You know I really do understand what you're going through. Anything that goes on with my body or if I hear of a new strand of flu i am extremely jumpy and convince myself that I have whatever it is. I have gotten really good and talking my way into medical examinations almost as if I know what to say to get what I want. I believe my second home is the hospital. Sad when they know you by heart and you can talk to them like you've known them for years.
Anyway your story reminded me of one of my own. I was about your age when it happened.
I had convinced myself there was something wrong with my brain and I had a panic attack. I told my husband that we had to go to the hospital to get a cat scan done right away! So we went at 3 in the morning to the hospital! Once we were in the room my anxiety was getting the best of me and I was pacing like a caged animal.
My husband kept trying to calm me down, but it wasn't working. Only my latch can and that was my mom at the time. This doctor comes in and he's talking to me getting an ideal what's going on and out of the blue he says well it could be an aneurysm. My eyes shot open wide and I immediately switched gears to 'oh no i have an aneurysm'! I started to freak out!

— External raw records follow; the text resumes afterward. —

//! Call Graph Builder
//!
//! One level of callers for a signature:
//! 1. direct call-graph entries, with repeated call-site fragments and
//!    location-less synthetic entries dropped
//! 2. each entry labelled with its enclosing method
//! 3. state-loop dispatchers and dispatch stubs handed to their resolvers,
//!    which may replace the entry with the callers they uncover
//! 4. for low fan-in symbols, callers found through references only
//! 5. duplicates by display name removed, first occurrence kept
//!
//! Expansion of a node is a separate call on the node's calling signature.
//!
//! @module xrefs/callers

use serde::{Deserialize, Serialize};
use std::collections::HashSet;
use tracing::{debug, trace};

use super::context::SessionContext;
use super::enclosing::{enclosing_method, EnclosingMethod};
use super::indirection::{dispatch_stub, message_dispatch, state_loop, Resolution};
use super::patterns::{
    short_name, symbol_name, trim_parameters, DispatchStubPattern, IndirectionFamily,
    MessageDispatchPattern, StateLoopPattern,
};
use crate::index::{Edge, EdgeKind, EdgeKinds, RawCallGraphEntry, Signature};

/// Label prefix of callers found through references
pub const REFERENCE_PREFIX: &str = "ref: ";

// =============================================================================
// NODE
// =============================================================================

/// One caller in the call graph
#[derive(Debug, Clone, PartialEq, Eq, Serialize, Deserialize)]
pub struct CallGraphNode {
    /// File holding the call site
    pub filename: String,
    pub line: u32,
    pub col: u32,
    /// Text of the call-site line
    pub snippet_text: String,
    /// Short identifier of the calling method
    pub calling_method: String,
    /// Signature used to expand this node
    pub calling_signature: Signature,
    /// User-facing label
    pub display_name: String,
    /// `None` until expanded; `Some(vec![])` means expanded with no callers
    #[serde(default, skip_serializing_if = "Option::is_none")]
    pub children: Option<Vec<CallGraphNode>>,
}

impl CallGraphNode {
    /// Node for a direct call-graph entry. `None` for entries without a file.
    pub fn from_entry(entry: &RawCallGraphEntry, display_name: String) -> Option<Self> {
        let site = entry.call_site()?;
        Some(Self {
            filename: site.file,
            line: site.line,
            col: site.column,
            snippet_text: entry.snippet_text.clone(),
            calling_method: entry.identifier.clone(),
            calling_signature: entry.signature.clone(),
            display_name,
            children: None,
        })
    }

    /// Node for a reference found inside `method`
    pub fn from_reference(edge: &Edge, method: &EnclosingMethod, display_name: String) -> Self {
        Self {
            filename: edge.file.clone(),
            line: edge.line,
            col: edge.column.unwrap_or(0),
            snippet_text: edge.snippet.clone(),
            calling_method: short_name(&method.name).to_string(),
            calling_signature: method.signature.clone(),
            display_name,
            children: None,
        }
    }

    pub fn is_expanded(&self) -> bool {
        self.children.is_some()
    }

    /// Display name contains `marker`, ignoring case
    pub fn is_test(&self, marker: &str) -> bool {
        !marker.is_empty()
            && self
                .display_name
                .to_lowercase()
                .contains(&marker.to_lowercase())
    }

    /// Prefix both labels with the family's provenance marker
    pub fn relabel(&mut self, family: IndirectionFamily) {
        self.display_name = family.label(&self.display_name);
        self.calling_method = family.label(&self.calling_method);
    }
}

// =============================================================================
// BUILDER
// =============================================================================

/// Callers of `signature`, one level deep.
///
/// `known_references` are the signature's REFERENCE edges when the caller
/// already has them; otherwise they are fetched.
pub fn build_callers(
    ctx: &SessionContext<'_>,
    signature: &Signature,
    known_references: Option<&[Edge]>,
) -> Vec<CallGraphNode> {
    let entries = dedup_entries(ctx.direct_callers(signature));
    debug!("{} direct callers of {}", entries.len(), signature);

    let mut nodes = Vec::new();
    for entry in &entries {
        add_direct(ctx, signature, entry, &mut nodes);
    }

    let references: Vec<Edge> = match known_references {
        Some(edges) => edges
            .iter()
            .filter(|e| e.kind == EdgeKind::Reference)
            .cloned()
            .collect(),
        None => ctx.edges(signature, EdgeKinds::REFERENCE),
    };

    if references.len() < ctx.config().reference_threshold {
        add_references(ctx, &references, &mut nodes);
    } else {
        trace!(
            "{} references of {}, skipping reference-derived callers",
            references.len(),
            signature
        );
    }

    dedup_display_names(nodes)
}

/// Drop entries without a file and entries repeating the last kept signature
fn dedup_entries(entries: Vec<RawCallGraphEntry>) -> Vec<RawCallGraphEntry> {
    let mut kept: Vec<RawCallGraphEntry> = Vec::with_capacity(entries.len());
    for entry in entries {
        if entry.file_path.is_none() {
            continue;
        }
        if kept.last().is_some_and(|last| last.signature == entry.signature) {
            continue;
        }
        kept.push(entry);
    }
    kept
}

fn display_name_for(ctx: &SessionContext<'_>, entry: &RawCallGraphEntry) -> String {
    if let Some(file) = &entry.file_path {
        if let Some(method) = enclosing_method(ctx, file, entry.call_site_line) {
            return method.name;
        }
    }

    let trimmed = trim_parameters(&entry.display_name);
    if !trimmed.is_empty() {
        return trimmed.to_string();
    }
    let from_signature = symbol_name(entry.signature.as_str());
    if from_signature.is_empty() {
        entry.identifier.clone()
    } else {
        from_signature
    }
}

fn add_direct(
    ctx: &SessionContext<'_>,
    callee: &Signature,
    entry: &RawCallGraphEntry,
    nodes: &mut Vec<CallGraphNode>,
) {
    let display_name = display_name_for(ctx, entry);

    let resolution = if StateLoopPattern::is_dispatcher(&entry.identifier) {
        trace!("{} is a state-loop dispatcher", entry.identifier);
        state_loop::resolve(ctx, entry)
    } else if DispatchStubPattern::is_stub(&display_name) {
        trace!("{} is a dispatch stub", display_name);
        dispatch_stub::resolve(ctx, &display_name, callee)
    } else {
        Resolution::Unresolved
    };

    match resolution {
        Resolution::Replaced(resolved) => nodes.extend(resolved),
        Resolution::Unresolved => nodes.extend(CallGraphNode::from_entry(entry, display_name)),
    }
}

fn add_references(ctx: &SessionContext<'_>, references: &[Edge], nodes: &mut Vec<CallGraphNode>) {
    let mut seen: HashSet<String> = nodes.iter().map(|n| n.display_name.clone()).collect();

    for reference in references {
        let Some(method) = enclosing_method(ctx, &reference.file, reference.line) else {
            continue;
        };
        let label = format!("{}{}", REFERENCE_PREFIX, method.name);
        if seen.contains(&method.name) || seen.contains(&label) {
            continue;
        }

        if MessageDispatchPattern::is_handler(&method.name) {
            trace!("{} is a message handler", method.name);
            if let Resolution::Replaced(resolved) = message_dispatch::resolve(ctx, reference) {
                seen.extend(resolved.iter().map(|n| n.display_name.clone()));
                nodes.extend(resolved);
                continue;
            }
        }

        seen.insert(label.clone());
        nodes.push(CallGraphNode::from_reference(reference, &method, label));
    }
}

fn dedup_display_names(nodes: Vec<CallGraphNode>) -> Vec<CallGraphNode> {
    let mut seen = HashSet::new();
    nodes
        .into_iter()
        .filter(|node| seen.insert(node.display_name.clone()))
        .collect()
}
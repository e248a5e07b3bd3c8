//! Dispatch-stub resolver
//!
//! Generated `FooStubDispatch::Accept` stubs forward interface calls to the
//! implementation, so the visible caller of `FooImpl::Bar` is the stub. The
//! resolver hops to the `Foo::Bar` interface declaration and reports its
//! callers instead.
//!
//! Recursion back into the builder holds the family guard, so a stub found
//! while resolving a stub stays a raw entry.
//!
//! @module xrefs/indirection/dispatch_stub

use std::cmp::Reverse;
use tracing::debug;

use super::Resolution;
use crate::index::Signature;
use crate::xrefs::callers::build_callers;
use crate::xrefs::context::SessionContext;
use crate::xrefs::patterns::{is_declaration_only, DispatchStubPattern, IndirectionFamily};

/// Replace a stub entry with the callers of the interface method.
///
/// `display_name` is the stub's resolved label; `original` is the signature
/// whose callers are being built.
pub fn resolve(ctx: &SessionContext<'_>, display_name: &str, original: &Signature) -> Resolution {
    let Some(_guard) = ctx.try_enter(IndirectionFamily::DispatchStub) else {
        debug!("Dispatch-stub resolution in flight, keeping {}", display_name);
        return Resolution::Unresolved;
    };
    let Some(_depth) = ctx.descend() else {
        return Resolution::Unresolved;
    };

    let Some(term) = DispatchStubPattern::search_term(display_name, original.as_str()) else {
        return Resolution::Unresolved;
    };
    let Some(interface) = best_candidate(ctx.search_symbols(&term), &term) else {
        debug!("No interface declaration for {}", term);
        return Resolution::Unresolved;
    };

    debug!("Stub {} forwards {}", display_name, interface);
    let mut nodes = build_callers(ctx, &interface, None);
    for node in &mut nodes {
        node.relabel(IndirectionFamily::DispatchStub);
    }
    Resolution::from_nodes(nodes)
}

/// Most specific candidate naming `term`: interface-header declarations
/// first, then any declaration, then the longest signature. Ties keep the
/// first candidate.
fn best_candidate(candidates: Vec<Signature>, term: &str) -> Option<Signature> {
    candidates
        .into_iter()
        .filter(|s| DispatchStubPattern::matches_term(s.as_str(), term) || s.as_str().contains(term))
        .min_by_key(|s| {
            let s = s.as_str();
            Reverse((
                DispatchStubPattern::is_interface_declaration(s),
                is_declaration_only(s),
                s.len(),
            ))
        })
}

Now the funny part of this was my husbands reaction to what this doctor said. His eyes had widened and he looked MAD. I don't think I've ever seen him that mad before. That poor doctor had no ideal of knowing what my issues were! My husband started screaming at this guy. "Why would you say that to her??? Do you know how much she is going to worry about this now??? You better give her a cat scan right now before she starts having a full blown panic attack!" I thought for sure he was going to hit him and I know the doctor did. He muttered sorry to me and ran out of the room. Five minutes later, I'm on the gurney to go to radiology.
Oh and uh....
absolutely nothing was wrong!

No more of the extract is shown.